# [Task prompt]
Would you reproduce exactly the lines below from the one holding "let uid = Uid(10_000" through the one holding "let monitor = monitor(&device, coalesce);", inclusive, and no others?
(Exercise inputs Opens)
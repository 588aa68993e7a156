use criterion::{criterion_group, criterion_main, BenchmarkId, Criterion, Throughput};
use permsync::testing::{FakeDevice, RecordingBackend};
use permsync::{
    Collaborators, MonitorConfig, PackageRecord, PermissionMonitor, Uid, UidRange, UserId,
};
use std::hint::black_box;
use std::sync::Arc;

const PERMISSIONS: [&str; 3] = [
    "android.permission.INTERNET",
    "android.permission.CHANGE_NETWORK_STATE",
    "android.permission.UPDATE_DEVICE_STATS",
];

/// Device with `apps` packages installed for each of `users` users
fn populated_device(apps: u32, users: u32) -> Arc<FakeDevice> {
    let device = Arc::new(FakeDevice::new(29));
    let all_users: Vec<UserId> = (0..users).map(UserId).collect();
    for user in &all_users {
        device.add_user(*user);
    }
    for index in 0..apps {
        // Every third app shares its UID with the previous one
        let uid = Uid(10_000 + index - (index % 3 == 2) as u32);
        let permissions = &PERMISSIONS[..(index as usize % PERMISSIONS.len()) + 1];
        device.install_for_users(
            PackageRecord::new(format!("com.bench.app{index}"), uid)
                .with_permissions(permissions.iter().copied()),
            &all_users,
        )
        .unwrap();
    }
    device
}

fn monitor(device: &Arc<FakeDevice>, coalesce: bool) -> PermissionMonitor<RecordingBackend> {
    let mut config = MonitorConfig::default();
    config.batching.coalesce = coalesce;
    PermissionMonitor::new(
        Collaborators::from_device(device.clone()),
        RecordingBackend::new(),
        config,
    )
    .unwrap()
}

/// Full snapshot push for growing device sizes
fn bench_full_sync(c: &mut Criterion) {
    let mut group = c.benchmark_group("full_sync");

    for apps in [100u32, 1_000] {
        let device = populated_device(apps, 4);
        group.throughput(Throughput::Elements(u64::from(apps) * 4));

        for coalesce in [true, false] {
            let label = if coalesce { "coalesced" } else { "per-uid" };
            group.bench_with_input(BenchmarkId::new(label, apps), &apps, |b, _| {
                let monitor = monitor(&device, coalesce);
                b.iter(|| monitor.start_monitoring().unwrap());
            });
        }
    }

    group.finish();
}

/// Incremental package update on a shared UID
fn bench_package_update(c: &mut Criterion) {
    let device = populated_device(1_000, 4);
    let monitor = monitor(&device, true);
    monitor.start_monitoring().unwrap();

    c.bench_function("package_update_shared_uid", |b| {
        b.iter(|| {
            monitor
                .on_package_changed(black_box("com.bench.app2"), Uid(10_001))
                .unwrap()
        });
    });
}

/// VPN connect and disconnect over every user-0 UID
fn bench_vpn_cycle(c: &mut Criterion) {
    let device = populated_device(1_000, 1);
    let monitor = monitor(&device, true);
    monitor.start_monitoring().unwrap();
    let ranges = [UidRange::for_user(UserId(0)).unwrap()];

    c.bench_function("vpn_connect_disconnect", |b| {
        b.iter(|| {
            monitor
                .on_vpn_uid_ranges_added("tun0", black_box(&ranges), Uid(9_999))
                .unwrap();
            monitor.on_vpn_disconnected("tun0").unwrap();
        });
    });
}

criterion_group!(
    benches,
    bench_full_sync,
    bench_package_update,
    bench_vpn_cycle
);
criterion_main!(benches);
(Exercise inputs Closes)
(Exercise inputs Opens)
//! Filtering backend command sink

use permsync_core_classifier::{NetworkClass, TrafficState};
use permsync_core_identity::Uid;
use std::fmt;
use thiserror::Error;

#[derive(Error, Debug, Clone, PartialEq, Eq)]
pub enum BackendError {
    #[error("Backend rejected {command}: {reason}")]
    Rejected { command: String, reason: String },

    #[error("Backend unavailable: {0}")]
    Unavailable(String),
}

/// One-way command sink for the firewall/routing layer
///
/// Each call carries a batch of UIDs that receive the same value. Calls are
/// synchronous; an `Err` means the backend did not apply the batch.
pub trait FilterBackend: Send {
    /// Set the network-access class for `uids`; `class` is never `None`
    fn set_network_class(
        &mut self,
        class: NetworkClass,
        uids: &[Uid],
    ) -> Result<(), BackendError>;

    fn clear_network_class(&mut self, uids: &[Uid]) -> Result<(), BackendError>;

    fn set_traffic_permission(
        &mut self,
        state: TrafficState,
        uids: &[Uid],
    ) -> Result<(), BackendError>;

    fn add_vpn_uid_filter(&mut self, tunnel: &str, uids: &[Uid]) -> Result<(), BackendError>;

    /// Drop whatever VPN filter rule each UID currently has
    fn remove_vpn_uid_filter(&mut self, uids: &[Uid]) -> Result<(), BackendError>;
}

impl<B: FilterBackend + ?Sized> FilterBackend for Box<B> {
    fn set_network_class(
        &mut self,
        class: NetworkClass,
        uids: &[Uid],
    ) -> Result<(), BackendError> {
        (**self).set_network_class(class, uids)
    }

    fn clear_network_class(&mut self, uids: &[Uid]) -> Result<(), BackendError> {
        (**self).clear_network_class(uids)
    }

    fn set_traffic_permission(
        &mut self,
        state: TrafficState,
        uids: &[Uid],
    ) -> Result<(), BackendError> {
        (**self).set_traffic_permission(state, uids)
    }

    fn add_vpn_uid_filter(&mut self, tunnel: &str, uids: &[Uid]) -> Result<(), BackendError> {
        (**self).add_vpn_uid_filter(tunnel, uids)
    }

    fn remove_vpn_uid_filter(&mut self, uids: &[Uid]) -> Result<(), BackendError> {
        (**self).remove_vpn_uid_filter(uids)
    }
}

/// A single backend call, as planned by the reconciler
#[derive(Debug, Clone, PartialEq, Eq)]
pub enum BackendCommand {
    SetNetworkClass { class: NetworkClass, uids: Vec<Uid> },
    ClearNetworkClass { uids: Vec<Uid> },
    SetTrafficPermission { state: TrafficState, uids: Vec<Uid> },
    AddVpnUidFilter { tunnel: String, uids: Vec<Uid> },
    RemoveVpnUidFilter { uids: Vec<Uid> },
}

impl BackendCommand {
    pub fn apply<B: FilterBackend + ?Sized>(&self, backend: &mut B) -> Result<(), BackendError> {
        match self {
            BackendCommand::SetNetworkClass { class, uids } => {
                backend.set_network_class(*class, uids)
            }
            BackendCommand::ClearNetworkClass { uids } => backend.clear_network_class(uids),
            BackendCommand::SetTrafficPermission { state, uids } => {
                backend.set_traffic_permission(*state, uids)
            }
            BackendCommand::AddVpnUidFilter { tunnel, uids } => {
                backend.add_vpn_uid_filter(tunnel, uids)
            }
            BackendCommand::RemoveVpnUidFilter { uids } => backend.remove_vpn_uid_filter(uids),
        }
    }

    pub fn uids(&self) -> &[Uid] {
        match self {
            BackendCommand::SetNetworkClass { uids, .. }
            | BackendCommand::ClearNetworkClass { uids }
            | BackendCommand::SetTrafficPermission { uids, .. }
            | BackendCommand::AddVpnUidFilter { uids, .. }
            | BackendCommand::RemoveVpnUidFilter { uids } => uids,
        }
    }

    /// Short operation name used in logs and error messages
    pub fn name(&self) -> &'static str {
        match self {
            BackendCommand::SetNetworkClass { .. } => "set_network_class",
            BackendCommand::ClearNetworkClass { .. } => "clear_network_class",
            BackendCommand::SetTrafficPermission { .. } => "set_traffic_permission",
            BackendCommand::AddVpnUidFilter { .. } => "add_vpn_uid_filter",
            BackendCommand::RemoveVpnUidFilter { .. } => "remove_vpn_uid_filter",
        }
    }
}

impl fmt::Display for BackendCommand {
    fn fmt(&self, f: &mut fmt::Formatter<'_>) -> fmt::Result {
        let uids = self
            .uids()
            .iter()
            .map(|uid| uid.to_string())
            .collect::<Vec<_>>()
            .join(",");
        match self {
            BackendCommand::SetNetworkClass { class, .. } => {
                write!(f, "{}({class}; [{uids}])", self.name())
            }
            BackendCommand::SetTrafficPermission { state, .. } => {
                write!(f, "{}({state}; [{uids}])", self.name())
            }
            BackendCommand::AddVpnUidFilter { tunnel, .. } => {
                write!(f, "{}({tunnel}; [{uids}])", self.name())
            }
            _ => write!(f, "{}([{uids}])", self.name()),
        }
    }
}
(Exercise inputs Closes)
(Exercise inputs Opens)
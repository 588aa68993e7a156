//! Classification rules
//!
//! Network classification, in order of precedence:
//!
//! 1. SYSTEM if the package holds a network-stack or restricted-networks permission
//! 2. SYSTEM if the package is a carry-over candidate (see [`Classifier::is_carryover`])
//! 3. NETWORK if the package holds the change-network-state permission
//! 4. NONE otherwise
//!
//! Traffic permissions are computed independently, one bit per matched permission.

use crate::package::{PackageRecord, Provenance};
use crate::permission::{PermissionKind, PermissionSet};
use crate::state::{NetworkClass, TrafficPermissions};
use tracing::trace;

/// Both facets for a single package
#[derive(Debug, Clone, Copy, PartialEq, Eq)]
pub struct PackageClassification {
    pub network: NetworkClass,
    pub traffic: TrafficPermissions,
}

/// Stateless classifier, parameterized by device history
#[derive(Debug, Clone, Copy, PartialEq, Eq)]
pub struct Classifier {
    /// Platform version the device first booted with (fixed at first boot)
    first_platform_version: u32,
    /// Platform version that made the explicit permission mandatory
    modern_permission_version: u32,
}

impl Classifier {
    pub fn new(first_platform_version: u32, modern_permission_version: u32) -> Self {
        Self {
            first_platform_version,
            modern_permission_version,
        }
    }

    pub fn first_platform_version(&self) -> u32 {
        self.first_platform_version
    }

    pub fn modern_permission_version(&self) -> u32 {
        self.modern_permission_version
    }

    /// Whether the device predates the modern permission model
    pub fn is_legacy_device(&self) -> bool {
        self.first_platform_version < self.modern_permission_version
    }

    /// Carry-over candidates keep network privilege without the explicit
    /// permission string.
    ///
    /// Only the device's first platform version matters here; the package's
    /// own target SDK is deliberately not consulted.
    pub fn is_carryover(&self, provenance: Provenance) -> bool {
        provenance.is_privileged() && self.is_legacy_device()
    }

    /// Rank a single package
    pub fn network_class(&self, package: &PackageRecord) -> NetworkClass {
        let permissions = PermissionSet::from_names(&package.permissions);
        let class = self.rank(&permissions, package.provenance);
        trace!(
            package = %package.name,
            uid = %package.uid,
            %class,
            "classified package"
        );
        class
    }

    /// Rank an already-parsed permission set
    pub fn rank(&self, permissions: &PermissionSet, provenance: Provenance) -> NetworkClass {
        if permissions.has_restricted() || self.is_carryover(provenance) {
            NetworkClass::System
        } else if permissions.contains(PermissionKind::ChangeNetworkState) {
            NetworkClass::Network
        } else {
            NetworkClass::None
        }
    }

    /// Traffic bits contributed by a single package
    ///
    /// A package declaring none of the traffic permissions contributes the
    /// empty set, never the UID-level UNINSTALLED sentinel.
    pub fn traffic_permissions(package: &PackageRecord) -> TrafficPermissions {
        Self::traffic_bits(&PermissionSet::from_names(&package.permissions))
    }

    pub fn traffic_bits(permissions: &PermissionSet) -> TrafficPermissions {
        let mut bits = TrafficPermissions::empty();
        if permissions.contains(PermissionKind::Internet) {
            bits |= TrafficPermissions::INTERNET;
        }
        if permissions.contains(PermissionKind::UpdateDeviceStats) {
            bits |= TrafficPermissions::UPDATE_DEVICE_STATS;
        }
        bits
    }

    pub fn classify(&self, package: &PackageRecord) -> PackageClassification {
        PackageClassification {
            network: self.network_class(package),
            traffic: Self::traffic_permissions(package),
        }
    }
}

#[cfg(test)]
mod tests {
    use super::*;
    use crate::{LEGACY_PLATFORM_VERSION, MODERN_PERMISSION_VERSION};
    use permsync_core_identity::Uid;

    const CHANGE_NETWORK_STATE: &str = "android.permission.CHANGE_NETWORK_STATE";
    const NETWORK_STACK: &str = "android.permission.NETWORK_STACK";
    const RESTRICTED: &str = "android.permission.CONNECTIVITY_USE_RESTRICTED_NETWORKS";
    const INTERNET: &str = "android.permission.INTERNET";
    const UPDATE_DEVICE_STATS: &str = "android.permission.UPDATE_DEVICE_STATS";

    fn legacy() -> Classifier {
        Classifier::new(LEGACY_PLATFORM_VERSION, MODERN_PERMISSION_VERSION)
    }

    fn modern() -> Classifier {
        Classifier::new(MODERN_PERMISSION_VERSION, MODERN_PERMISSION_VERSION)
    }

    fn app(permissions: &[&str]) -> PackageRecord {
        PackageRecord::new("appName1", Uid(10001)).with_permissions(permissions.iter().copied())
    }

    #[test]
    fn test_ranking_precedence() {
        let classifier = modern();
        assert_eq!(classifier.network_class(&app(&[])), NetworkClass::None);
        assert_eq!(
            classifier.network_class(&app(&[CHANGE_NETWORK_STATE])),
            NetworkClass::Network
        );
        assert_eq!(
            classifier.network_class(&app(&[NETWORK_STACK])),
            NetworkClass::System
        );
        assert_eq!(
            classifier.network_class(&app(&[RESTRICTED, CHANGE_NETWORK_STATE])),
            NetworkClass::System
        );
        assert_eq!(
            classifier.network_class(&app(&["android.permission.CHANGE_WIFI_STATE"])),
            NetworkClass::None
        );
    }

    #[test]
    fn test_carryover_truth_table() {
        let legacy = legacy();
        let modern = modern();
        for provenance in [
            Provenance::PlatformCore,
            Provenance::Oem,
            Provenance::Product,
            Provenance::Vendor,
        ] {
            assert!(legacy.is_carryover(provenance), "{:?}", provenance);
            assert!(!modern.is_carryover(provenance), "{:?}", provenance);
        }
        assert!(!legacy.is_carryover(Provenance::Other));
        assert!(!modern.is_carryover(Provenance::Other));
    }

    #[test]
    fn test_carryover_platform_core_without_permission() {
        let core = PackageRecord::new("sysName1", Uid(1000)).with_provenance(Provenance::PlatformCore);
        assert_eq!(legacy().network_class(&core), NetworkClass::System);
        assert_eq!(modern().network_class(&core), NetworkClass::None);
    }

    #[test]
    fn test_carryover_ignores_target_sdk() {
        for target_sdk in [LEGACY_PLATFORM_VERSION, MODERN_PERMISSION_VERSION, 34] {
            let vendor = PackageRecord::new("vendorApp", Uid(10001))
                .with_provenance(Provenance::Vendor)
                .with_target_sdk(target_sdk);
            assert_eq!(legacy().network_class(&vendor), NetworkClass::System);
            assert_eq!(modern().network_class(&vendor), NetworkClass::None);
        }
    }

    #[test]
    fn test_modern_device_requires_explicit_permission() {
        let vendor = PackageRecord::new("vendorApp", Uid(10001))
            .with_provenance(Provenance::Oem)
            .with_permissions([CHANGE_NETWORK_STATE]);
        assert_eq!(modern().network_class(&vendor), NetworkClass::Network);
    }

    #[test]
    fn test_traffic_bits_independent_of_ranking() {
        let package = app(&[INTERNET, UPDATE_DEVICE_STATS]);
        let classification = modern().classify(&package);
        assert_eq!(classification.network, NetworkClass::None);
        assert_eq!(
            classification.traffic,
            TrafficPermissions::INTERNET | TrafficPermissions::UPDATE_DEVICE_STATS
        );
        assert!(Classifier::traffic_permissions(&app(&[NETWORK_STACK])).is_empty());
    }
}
(Exercise inputs Closes)
# [Answer area]
        let uid = Uid(10_000 + index - (index % 3 == 2) as u32);
        let permissions = &PERMISSIONS[..(index as usize % PERMISSIONS.len()) + 1];
        device.install_for_users(
            PackageRecord::new(format!("com.bench.app{index}"), uid)
                .with_permissions(permissions.iter().copied()),
            &all_users,
        )
        .unwrap();
    }
    device
}

fn monitor(device: &Arc<FakeDevice>, coalesce: bool) -> PermissionMonitor<RecordingBackend> {
    let mut config = MonitorConfig::default();
    config.batching.coalesce = coalesce;
    PermissionMonitor::new(
        Collaborators::from_device(device.clone()),
        RecordingBackend::new(),
        config,
    )
    .unwrap()
}

/// Full snapshot push for growing device sizes
fn bench_full_sync(c: &mut Criterion) {
    let mut group = c.benchmark_group("full_sync");

    for apps in [100u32, 1_000] {
        let device = populated_device(apps, 4);
        group.throughput(Throughput::Elements(u64::from(apps) * 4));

        for coalesce in [true, false] {
            let label = if coalesce { "coalesced" } else { "per-uid" };
            group.bench_with_input(BenchmarkId::new(label, apps), &apps, |b, _| {
                let monitor = monitor(&device, coalesce);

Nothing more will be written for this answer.